In his “Notes on Virginia,” Thomas Jefferson, the patron saint of libertarianism, goes one step further. “But it does me no injury for my neighbor to say there are twenty gods or no God. It neither picks my pocket nor breaks my leg.” Indeed, when John Adams married Abigail Smith by a Congregational minister, and when George Washington married Martha Custis in a grand ceremony, the church that they belonged to — not the state — recognized their marriages. Marriage certificates were signed by witnesses and blessed by God, not by the state or some bureaucrat looking down on us from their ivory towers.

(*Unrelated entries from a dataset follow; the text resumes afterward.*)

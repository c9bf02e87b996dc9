//! Pipeline component that rewrites entity values to their canonical forms.

use std::fs;
use std::path::{Path, PathBuf};

use crate::component::{Component, ENTITIES, PersistMetadata, ProcessOutput};
use crate::entity::{Entity, EntityValue};
use crate::error::Result;
use crate::training_data::TrainingData;

use super::table::SynonymTable;

/// File name the synonym table is persisted under.
pub const ENTITY_SYNONYMS_FILE: &str = "entity_synonyms.json";

/// Learns a synonym table from training data and maps extracted entity
/// values onto canonical values.
///
/// ```
/// use entity_synonyms::component::Component;
/// use entity_synonyms::entity::Entity;
/// use entity_synonyms::synonym::EntitySynonymMapper;
/// use entity_synonyms::training_data::TrainingData;
///
/// let mut data = TrainingData::new();
/// data.add_synonym("NYC", "New York");
///
/// let mut mapper = EntitySynonymMapper::new();
/// mapper.train(&data).unwrap();
///
/// let output = mapper.process(&[Entity::with_value("nyc")]);
/// assert_eq!(output.entities[0].value, Some("new york".into()));
/// ```
#[derive(Debug, Clone, Default)]
pub struct EntitySynonymMapper {
    synonyms: SynonymTable,
}

/// Why `load` fell back to an empty mapper.
#[derive(Debug, Clone, PartialEq, Eq)]
pub enum LoadDiagnostic {
    /// The synonym file named in the model metadata does not exist.
    MissingFile { path: PathBuf },
}

/// A loaded mapper together with anything worth reporting about the load.
#[derive(Debug)]
pub struct LoadOutcome {
    pub mapper: EntitySynonymMapper,
    pub diagnostic: Option<LoadDiagnostic>,
}

impl LoadOutcome {
    fn loaded(mapper: EntitySynonymMapper) -> Self {
        Self {
            mapper,
            diagnostic: None,
        }
    }
}

impl EntitySynonymMapper {
    /// Component name used in pipeline definitions and model metadata.
    pub const NAME: &'static str = "ner_synonyms";

    /// Create a mapper with an empty synonym table.
    pub fn new() -> Self {
        Self::default()
    }

    /// Create a mapper from an existing table.
    pub fn with_synonyms(synonyms: SynonymTable) -> Self {
        Self { synonyms }
    }

    /// Load a persisted mapper from `model_dir`.
    ///
    /// With either argument missing an empty mapper is returned. A missing
    /// file is logged and reported through [`LoadOutcome::diagnostic`]; a
    /// file that exists but is not a valid synonym table is an error.
    pub fn load(model_dir: Option<&Path>, entity_synonyms: Option<&str>) -> Result<LoadOutcome> {
        let (Some(model_dir), Some(file_name)) = (model_dir, entity_synonyms) else {
            return Ok(LoadOutcome::loaded(Self::new()));
        };
        if file_name.is_empty() || model_dir.as_os_str().is_empty() {
            return Ok(LoadOutcome::loaded(Self::new()));
        }

        let path = model_dir.join(file_name);
        if !path.is_file() {
            log::warn!("Failed to load synonyms file from '{}'", path.display());
            return Ok(LoadOutcome {
                mapper: Self::new(),
                diagnostic: Some(LoadDiagnostic::MissingFile { path }),
            });
        }

        let content = fs::read_to_string(&path)?;
        let synonyms: SynonymTable = serde_json::from_str(&content)?;
        log::debug!("Loaded {} synonyms from {}", synonyms.len(), path.display());
        Ok(LoadOutcome::loaded(Self::with_synonyms(synonyms)))
    }

    /// The learned synonym table.
    pub fn synonyms(&self) -> &SynonymTable {
        &self.synonyms
    }

    /// Canonical value for a surface form, matched case-insensitively.
    pub fn get(&self, surface: &str) -> Option<&str> {
        self.synonyms.get(surface)
    }

    pub fn len(&self) -> usize {
        self.synonyms.len()
    }

    pub fn is_empty(&self) -> bool {
        self.synonyms.is_empty()
    }

    /// Register a synonym pair; see [`SynonymTable::add_if_synonyms`].
    pub fn add_entities_if_synonyms(
        &mut self,
        surface: &EntityValue,
        canonical: Option<&EntityValue>,
    ) -> bool {
        self.synonyms.add_if_synonyms(surface, canonical)
    }

    /// Replace mapped entity values in place.
    pub fn replace_synonyms(&self, entities: &mut [Entity]) {
        for entity in entities.iter_mut() {
            let Some(value) = &entity.value else {
                continue;
            };
            if let Some(canonical) = self.synonyms.lookup(value) {
                entity.value = Some(EntityValue::Text(canonical.to_string()));
            }
        }
    }
}

impl Component for EntitySynonymMapper {
    fn name(&self) -> &str {
        Self::NAME
    }

    fn context_requires(&self) -> &[&'static str] {
        &[ENTITIES]
    }

    fn context_provides(&self) -> &[&'static str] {
        &[ENTITIES]
    }

    fn output_provides(&self) -> &[&'static str] {
        &[ENTITIES]
    }

    fn train(&mut self, training_data: &TrainingData) -> Result<()> {
        for (surface, canonical) in training_data.entity_synonyms() {
            self.add_entities_if_synonyms(&surface.into(), Some(&canonical.into()));
        }

        for example in training_data.entity_examples() {
            for entity in &example.entities {
                let Some(surface) = example.entity_text(entity) else {
                    continue;
                };
                self.add_entities_if_synonyms(&surface.into(), entity.value.as_ref());
            }
        }

        log::debug!("Trained {} with {} synonyms", Self::NAME, self.len());
        Ok(())
    }

    fn process(&self, entities: &[Entity]) -> ProcessOutput {
        let mut updated_entities = entities.to_vec();
        self.replace_synonyms(&mut updated_entities);
        ProcessOutput {
            entities: updated_entities,
        }
    }

    fn persist(&self, model_dir: &Path) -> Result<PersistMetadata> {
        if self.synonyms.is_empty() {
            return Ok(PersistMetadata {
                entity_synonyms: None,
            });
        }

        let path = model_dir.join(ENTITY_SYNONYMS_FILE);
        fs::write(&path, serde_json::to_string(&self.synonyms)?)?;
        log::info!("Persisted {} synonyms to {}", self.len(), path.display());

        Ok(PersistMetadata {
            entity_synonyms: Some(ENTITY_SYNONYMS_FILE.to_string()),
        })
    }
}

#[cfg(test)]
mod tests {
    use serde_json::json;
    use tempfile::TempDir;

    use super::*;
    use crate::training_data::Message;

    fn trained(data: &TrainingData) -> EntitySynonymMapper {
        let mut mapper = EntitySynonymMapper::new();
        mapper.train(data).unwrap();
        mapper
    }

    #[test]
    fn test_train_from_explicit_synonyms() {
        let mut data = TrainingData::new();
        data.add_synonym("NYC", "New York");
        let mapper = trained(&data);

        let output = mapper.process(&[Entity::with_value("nyc")]);
        assert_eq!(output.entities, vec![Entity::with_value("new york")]);
    }

    #[test]
    fn test_train_from_example_spans() {
        let mut data = TrainingData::new();
        data.add_example(
            Message::new("I live in NYC")
                .with_entities(vec![Entity::new(10, 13, "city", "New York")]),
        );
        let mapper = trained(&data);

        assert_eq!(mapper.synonyms().get_normalized("nyc"), Some("new york"));
        assert_eq!(mapper.len(), 1);
    }

    #[test]
    fn test_train_skips_missing_values_and_spans() {
        let mut data = TrainingData::new();
        let mut no_value = Entity::new(10, 13, "city", "x");
        no_value.value = None;
        data.add_example(
            Message::new("I live in NYC")
                .with_entities(vec![no_value, Entity::with_value("New York")]),
        );
        data.add_example(
            Message::new("New York is big")
                .with_entities(vec![Entity::new(0, 8, "city", "New York")]),
        );
        let mapper = trained(&data);

        assert!(mapper.is_empty());
    }

    #[test]
    fn test_train_with_non_text_value() {
        let mut data = TrainingData::new();
        let mut entity = Entity::new(7, 11, "number", "");
        entity.value = Some(EntityValue::Other(json!(5)));
        data.add_example(Message::new("I want FIVE").with_entities(vec![entity]));
        let mapper = trained(&data);

        assert_eq!(mapper.get("FIVE"), Some("5"));
    }

    #[test]
    fn test_process_does_not_touch_input() {
        let mapper: EntitySynonymMapper =
            EntitySynonymMapper::with_synonyms([("nyc", "new york")].into_iter().collect());

        let input = vec![
            Entity::with_value("NYC"),
            Entity::with_value("Boston"),
            Entity::default(),
        ];
        let output = mapper.process(&input);

        assert_eq!(input[0].value, Some("NYC".into()));
        assert_eq!(output.entities[0].value, Some("new york".into()));
        assert_eq!(output.entities[1].value, Some("Boston".into()));
        assert_eq!(output.entities[2].value, None);
    }

    #[test]
    fn test_process_is_idempotent() {
        let mapper: EntitySynonymMapper = EntitySynonymMapper::with_synonyms(
            [("nyc", "new york"), ("big apple", "new york")]
                .into_iter()
                .collect(),
        );

        let once = mapper.process(&[Entity::with_value("Big Apple"), Entity::with_value("LA")]);
        let twice = mapper.process(&once.entities);
        assert_eq!(once, twice);
    }

    #[test]
    fn test_persist_empty_writes_nothing() {
        let dir = TempDir::new().unwrap();
        let metadata = EntitySynonymMapper::new().persist(dir.path()).unwrap();

        assert_eq!(metadata.entity_synonyms, None);
        assert_eq!(
            serde_json::to_value(&metadata).unwrap(),
            json!({"entity_synonyms": null})
        );
        assert!(!dir.path().join(ENTITY_SYNONYMS_FILE).exists());
    }

    #[test]
    fn test_persist_and_load_round_trip() {
        let dir = TempDir::new().unwrap();
        let mut data = TrainingData::new();
        data.add_synonym("NYC", "New York");
        data.add_synonym("New York City", "New York");
        let mapper = trained(&data);

        let metadata = mapper.persist(dir.path()).unwrap();
        assert_eq!(metadata.entity_synonyms.as_deref(), Some(ENTITY_SYNONYMS_FILE));

        let written: serde_json::Value = serde_json::from_str(
            &fs::read_to_string(dir.path().join(ENTITY_SYNONYMS_FILE)).unwrap(),
        )
        .unwrap();
        assert_eq!(
            written,
            json!({"nyc": "new york", "new york city": "new york"})
        );

        let outcome =
            EntitySynonymMapper::load(Some(dir.path()), metadata.entity_synonyms.as_deref())
                .unwrap();
        assert!(outcome.diagnostic.is_none());
        assert_eq!(outcome.mapper.synonyms(), mapper.synonyms());
    }

    #[test]
    fn test_load_missing_file_warns_and_falls_back() {
        let dir = TempDir::new().unwrap();
        let outcome =
            EntitySynonymMapper::load(Some(dir.path()), Some(ENTITY_SYNONYMS_FILE)).unwrap();

        assert!(outcome.mapper.is_empty());
        assert_eq!(
            outcome.diagnostic,
            Some(LoadDiagnostic::MissingFile {
                path: dir.path().join(ENTITY_SYNONYMS_FILE)
            })
        );
    }

    #[test]
    fn test_load_without_arguments_is_empty() {
        let dir = TempDir::new().unwrap();
        for (model_dir, file_name) in [
            (None, Some(ENTITY_SYNONYMS_FILE)),
            (Some(dir.path()), None),
            (Some(dir.path()), Some("")),
        ] {
            let outcome = EntitySynonymMapper::load(model_dir, file_name).unwrap();
            assert!(outcome.mapper.is_empty());
            assert!(outcome.diagnostic.is_none());
        }
    }

    #[test]
    fn test_load_malformed_file_fails() {
        let dir = TempDir::new().unwrap();
        fs::write(dir.path().join(ENTITY_SYNONYMS_FILE), "{\"nyc\": ").unwrap();

        let result = EntitySynonymMapper::load(Some(dir.path()), Some(ENTITY_SYNONYMS_FILE));
        assert!(matches!(result, Err(crate::error::SynonymError::Json(_))));
    }

    #[test]
    fn test_component_contract() {
        let mapper = EntitySynonymMapper::new();
        assert_eq!(mapper.name(), "ner_synonyms");
        assert_eq!(mapper.context_provides(), &["entities"]);
        assert_eq!(mapper.output_provides(), &["entities"]);
    }
}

In a self-reliant culture where parents enjoyed a wide array of low-cost private schools, the state’s role in our lives was kept to an absolute minimum. We should get government off our backs, out of our daily lives and out of our pockets. The state has no place interfering with the marketplace or that sacred institution of marriage that has so recently been turned into a political poker chip by the divorce lawyers’ powerful political lobby.